→ **TASK INSTRUCTIONS**
Filter out every line below that lacks "haystack", and copy the rest.
(RECORDS PROVIDED)
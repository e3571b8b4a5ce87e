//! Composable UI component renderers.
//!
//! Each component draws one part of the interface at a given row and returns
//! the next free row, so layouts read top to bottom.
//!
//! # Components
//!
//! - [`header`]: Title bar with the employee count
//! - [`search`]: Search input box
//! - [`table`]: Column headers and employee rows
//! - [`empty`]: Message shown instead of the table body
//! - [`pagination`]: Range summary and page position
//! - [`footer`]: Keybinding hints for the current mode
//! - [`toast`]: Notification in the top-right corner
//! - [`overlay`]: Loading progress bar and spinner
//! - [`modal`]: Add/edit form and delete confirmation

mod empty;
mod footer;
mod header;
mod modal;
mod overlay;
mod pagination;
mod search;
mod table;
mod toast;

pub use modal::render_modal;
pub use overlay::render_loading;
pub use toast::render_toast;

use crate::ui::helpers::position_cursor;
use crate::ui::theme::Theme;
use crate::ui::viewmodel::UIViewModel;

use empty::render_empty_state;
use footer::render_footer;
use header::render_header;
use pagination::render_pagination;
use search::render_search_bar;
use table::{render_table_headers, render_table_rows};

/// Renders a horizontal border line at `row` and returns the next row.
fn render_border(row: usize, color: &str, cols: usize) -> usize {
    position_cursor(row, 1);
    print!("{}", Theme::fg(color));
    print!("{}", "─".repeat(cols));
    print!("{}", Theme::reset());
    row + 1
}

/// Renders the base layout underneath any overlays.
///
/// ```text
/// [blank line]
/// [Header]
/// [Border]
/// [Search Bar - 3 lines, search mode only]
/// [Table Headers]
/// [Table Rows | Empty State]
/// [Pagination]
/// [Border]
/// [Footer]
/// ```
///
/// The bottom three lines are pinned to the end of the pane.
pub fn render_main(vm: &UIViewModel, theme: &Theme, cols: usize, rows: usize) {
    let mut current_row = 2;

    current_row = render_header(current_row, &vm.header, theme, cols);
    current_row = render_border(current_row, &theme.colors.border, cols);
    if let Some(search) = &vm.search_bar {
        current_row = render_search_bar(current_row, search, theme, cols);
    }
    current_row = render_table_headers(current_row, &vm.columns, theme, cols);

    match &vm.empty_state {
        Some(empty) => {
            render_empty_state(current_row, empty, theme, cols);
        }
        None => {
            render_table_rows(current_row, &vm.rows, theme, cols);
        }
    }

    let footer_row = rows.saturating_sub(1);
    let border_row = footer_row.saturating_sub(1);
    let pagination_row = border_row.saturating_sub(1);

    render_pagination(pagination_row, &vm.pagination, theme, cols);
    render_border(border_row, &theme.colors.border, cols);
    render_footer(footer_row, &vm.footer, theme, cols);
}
(End RECORDS PROVIDED)
(RECORDS PROVIDED)
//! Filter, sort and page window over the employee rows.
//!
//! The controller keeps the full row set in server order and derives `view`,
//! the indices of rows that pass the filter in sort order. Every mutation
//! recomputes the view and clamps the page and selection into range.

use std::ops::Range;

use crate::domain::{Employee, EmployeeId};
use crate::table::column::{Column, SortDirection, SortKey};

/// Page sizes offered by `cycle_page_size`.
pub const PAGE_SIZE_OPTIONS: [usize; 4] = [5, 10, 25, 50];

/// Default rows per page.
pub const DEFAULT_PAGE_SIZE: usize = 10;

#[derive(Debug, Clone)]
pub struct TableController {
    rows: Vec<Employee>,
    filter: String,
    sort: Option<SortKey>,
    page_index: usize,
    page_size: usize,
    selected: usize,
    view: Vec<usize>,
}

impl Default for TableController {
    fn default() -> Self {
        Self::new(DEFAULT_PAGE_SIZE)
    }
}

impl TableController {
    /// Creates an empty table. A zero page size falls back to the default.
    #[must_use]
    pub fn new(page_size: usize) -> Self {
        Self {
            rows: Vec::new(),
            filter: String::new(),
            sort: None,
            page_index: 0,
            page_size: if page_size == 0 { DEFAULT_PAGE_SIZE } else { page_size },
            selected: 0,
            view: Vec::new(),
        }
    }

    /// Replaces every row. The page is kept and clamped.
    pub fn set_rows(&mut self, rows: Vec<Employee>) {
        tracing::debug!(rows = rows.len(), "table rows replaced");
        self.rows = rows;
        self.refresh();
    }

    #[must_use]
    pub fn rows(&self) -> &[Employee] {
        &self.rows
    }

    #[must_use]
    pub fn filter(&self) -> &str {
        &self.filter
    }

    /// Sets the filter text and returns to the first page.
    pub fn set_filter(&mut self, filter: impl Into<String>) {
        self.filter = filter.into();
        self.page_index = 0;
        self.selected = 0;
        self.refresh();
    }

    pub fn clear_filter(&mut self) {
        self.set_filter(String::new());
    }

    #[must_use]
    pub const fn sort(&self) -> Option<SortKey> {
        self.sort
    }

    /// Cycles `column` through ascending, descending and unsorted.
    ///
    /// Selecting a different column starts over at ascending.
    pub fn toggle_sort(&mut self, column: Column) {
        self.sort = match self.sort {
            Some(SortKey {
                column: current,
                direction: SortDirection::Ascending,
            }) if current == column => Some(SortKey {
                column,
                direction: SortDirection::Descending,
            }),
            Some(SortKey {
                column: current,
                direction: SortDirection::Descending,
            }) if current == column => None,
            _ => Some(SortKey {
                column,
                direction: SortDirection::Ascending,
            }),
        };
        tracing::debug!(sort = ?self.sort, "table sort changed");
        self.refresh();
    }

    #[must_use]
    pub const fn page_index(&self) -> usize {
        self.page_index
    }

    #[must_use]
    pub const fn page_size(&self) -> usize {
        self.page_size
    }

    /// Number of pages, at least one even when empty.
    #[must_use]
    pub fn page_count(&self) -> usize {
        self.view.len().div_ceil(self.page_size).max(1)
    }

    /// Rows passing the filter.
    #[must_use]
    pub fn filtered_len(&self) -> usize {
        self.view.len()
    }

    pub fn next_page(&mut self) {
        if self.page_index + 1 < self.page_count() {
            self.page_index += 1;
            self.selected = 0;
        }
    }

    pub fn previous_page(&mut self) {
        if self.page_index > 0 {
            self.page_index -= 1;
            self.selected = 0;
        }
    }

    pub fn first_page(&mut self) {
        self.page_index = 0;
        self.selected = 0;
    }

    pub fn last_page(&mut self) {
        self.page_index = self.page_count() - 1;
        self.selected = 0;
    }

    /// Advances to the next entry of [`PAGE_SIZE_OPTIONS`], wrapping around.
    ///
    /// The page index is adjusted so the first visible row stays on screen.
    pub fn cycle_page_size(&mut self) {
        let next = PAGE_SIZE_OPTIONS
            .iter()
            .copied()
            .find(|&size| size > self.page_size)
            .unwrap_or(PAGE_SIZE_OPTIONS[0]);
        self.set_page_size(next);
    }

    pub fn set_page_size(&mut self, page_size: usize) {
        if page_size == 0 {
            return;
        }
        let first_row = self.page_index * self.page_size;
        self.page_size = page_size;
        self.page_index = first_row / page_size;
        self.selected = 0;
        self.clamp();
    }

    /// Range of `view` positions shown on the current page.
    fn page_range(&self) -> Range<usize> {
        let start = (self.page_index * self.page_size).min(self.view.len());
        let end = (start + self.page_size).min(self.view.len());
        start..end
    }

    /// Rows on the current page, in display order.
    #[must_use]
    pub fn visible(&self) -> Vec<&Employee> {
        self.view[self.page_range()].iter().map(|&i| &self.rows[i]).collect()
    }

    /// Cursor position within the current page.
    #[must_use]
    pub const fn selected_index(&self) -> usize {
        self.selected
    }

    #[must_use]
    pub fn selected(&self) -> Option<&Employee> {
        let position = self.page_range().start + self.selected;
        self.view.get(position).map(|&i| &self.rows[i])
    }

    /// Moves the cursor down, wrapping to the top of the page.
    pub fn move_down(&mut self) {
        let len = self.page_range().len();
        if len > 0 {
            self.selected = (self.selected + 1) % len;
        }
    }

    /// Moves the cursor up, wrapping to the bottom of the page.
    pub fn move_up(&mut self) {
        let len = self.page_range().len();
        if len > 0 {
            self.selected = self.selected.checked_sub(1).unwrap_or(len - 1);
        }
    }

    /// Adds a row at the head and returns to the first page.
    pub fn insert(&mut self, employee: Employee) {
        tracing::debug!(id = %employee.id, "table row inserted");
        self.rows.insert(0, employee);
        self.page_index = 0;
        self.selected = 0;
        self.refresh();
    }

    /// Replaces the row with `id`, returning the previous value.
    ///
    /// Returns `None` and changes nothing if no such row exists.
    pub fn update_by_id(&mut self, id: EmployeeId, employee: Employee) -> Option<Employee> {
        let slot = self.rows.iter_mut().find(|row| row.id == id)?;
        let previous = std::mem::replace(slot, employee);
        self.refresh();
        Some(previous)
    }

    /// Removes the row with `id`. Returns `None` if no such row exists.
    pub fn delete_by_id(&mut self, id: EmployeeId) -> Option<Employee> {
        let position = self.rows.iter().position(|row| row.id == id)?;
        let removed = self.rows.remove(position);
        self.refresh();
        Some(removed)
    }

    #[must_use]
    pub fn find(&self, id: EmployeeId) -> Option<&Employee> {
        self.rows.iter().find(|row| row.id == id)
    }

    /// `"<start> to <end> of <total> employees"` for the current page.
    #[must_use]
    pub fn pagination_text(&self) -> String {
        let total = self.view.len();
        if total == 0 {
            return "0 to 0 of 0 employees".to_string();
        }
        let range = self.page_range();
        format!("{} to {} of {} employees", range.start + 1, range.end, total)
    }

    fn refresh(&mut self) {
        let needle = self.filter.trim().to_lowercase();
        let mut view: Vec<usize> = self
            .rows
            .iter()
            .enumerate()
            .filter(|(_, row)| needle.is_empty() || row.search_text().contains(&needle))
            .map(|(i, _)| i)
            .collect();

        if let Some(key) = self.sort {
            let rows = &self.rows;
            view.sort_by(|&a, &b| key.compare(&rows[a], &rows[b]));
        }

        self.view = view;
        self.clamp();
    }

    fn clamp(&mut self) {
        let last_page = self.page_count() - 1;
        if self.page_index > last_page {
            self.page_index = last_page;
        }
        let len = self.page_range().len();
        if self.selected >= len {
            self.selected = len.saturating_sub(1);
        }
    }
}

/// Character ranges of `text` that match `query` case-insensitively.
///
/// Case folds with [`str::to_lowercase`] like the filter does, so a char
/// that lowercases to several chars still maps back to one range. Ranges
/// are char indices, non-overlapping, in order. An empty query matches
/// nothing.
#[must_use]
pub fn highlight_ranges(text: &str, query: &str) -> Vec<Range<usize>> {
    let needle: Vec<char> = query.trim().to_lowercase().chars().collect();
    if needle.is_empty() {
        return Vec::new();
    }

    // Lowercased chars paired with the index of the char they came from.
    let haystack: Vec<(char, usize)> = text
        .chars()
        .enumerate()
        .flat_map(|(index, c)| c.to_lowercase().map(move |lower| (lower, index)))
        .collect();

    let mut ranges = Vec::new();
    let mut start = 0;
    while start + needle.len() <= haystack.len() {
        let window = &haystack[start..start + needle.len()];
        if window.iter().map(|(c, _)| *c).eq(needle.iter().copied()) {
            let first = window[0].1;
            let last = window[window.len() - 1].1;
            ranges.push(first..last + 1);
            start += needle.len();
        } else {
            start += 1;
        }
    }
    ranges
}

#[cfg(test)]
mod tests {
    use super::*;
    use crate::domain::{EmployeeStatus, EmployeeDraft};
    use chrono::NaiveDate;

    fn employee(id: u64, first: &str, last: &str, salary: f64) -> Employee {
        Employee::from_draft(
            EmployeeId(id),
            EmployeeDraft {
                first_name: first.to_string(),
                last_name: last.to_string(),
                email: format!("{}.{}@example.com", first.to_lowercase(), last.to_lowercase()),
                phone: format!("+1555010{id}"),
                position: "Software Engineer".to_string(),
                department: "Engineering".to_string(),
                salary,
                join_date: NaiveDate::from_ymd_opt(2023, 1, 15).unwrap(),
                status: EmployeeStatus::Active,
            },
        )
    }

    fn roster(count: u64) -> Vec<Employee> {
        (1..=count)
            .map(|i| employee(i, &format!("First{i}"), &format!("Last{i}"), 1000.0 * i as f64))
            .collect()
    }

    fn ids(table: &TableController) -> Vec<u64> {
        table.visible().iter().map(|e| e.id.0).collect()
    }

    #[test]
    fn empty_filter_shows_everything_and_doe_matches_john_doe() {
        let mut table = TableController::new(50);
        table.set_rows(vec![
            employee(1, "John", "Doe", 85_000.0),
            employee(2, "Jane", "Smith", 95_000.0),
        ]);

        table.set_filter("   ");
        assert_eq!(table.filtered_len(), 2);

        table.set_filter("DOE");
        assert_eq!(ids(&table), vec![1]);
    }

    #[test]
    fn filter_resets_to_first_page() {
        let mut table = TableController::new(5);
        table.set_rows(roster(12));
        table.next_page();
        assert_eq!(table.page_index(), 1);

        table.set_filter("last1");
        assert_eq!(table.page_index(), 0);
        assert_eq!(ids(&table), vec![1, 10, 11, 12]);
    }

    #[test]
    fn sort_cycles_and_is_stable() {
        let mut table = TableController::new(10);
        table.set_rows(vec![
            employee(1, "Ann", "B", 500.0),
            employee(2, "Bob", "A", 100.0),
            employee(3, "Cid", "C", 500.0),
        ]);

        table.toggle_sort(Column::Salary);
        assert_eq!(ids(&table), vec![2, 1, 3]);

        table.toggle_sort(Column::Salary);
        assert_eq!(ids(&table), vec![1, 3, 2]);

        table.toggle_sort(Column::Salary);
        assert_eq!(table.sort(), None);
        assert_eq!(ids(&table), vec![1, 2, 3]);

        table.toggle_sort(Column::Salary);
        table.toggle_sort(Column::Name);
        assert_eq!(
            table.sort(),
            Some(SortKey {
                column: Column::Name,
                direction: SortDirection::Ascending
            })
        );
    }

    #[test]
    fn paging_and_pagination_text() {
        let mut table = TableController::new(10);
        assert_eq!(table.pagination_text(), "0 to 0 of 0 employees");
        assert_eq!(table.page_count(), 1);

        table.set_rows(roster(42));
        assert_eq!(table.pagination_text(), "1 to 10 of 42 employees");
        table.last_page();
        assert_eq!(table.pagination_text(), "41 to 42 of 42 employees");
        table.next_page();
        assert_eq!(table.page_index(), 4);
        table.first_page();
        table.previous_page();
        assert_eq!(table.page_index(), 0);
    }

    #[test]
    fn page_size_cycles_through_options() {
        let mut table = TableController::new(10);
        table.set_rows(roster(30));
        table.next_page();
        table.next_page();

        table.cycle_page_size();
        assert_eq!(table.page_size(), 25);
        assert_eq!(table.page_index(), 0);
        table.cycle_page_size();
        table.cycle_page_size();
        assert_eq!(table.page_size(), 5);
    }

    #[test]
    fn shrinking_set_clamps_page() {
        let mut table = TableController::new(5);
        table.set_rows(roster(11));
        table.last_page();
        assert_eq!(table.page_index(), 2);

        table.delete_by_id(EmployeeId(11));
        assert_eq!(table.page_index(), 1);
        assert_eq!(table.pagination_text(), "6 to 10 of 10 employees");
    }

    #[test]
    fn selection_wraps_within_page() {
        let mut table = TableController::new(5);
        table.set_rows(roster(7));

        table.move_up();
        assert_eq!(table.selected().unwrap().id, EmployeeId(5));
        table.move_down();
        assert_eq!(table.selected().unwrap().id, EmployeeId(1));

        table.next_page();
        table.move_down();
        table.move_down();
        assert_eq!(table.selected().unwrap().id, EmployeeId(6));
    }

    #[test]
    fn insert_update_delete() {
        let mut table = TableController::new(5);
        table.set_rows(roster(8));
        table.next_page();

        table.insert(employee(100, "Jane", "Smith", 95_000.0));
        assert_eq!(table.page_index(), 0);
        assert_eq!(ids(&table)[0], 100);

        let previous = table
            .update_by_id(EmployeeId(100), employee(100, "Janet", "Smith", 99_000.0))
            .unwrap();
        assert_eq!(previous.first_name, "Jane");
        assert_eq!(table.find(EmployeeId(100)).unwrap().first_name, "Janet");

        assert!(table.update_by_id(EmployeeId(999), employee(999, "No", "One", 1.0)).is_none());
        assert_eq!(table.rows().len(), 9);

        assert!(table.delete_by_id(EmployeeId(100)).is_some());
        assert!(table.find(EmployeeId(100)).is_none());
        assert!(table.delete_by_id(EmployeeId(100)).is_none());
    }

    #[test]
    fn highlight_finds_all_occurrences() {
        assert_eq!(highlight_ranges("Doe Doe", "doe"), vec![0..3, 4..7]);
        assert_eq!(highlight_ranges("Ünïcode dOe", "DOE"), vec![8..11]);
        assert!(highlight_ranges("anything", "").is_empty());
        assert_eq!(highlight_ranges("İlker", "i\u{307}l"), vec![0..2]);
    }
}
(End RECORDS PROVIDED)
→ **RESULT**
    let haystack: Vec<(char, usize)> = text
    while start + needle.len() <= haystack.len() {
        let window = &haystack[start..start + needle.len()];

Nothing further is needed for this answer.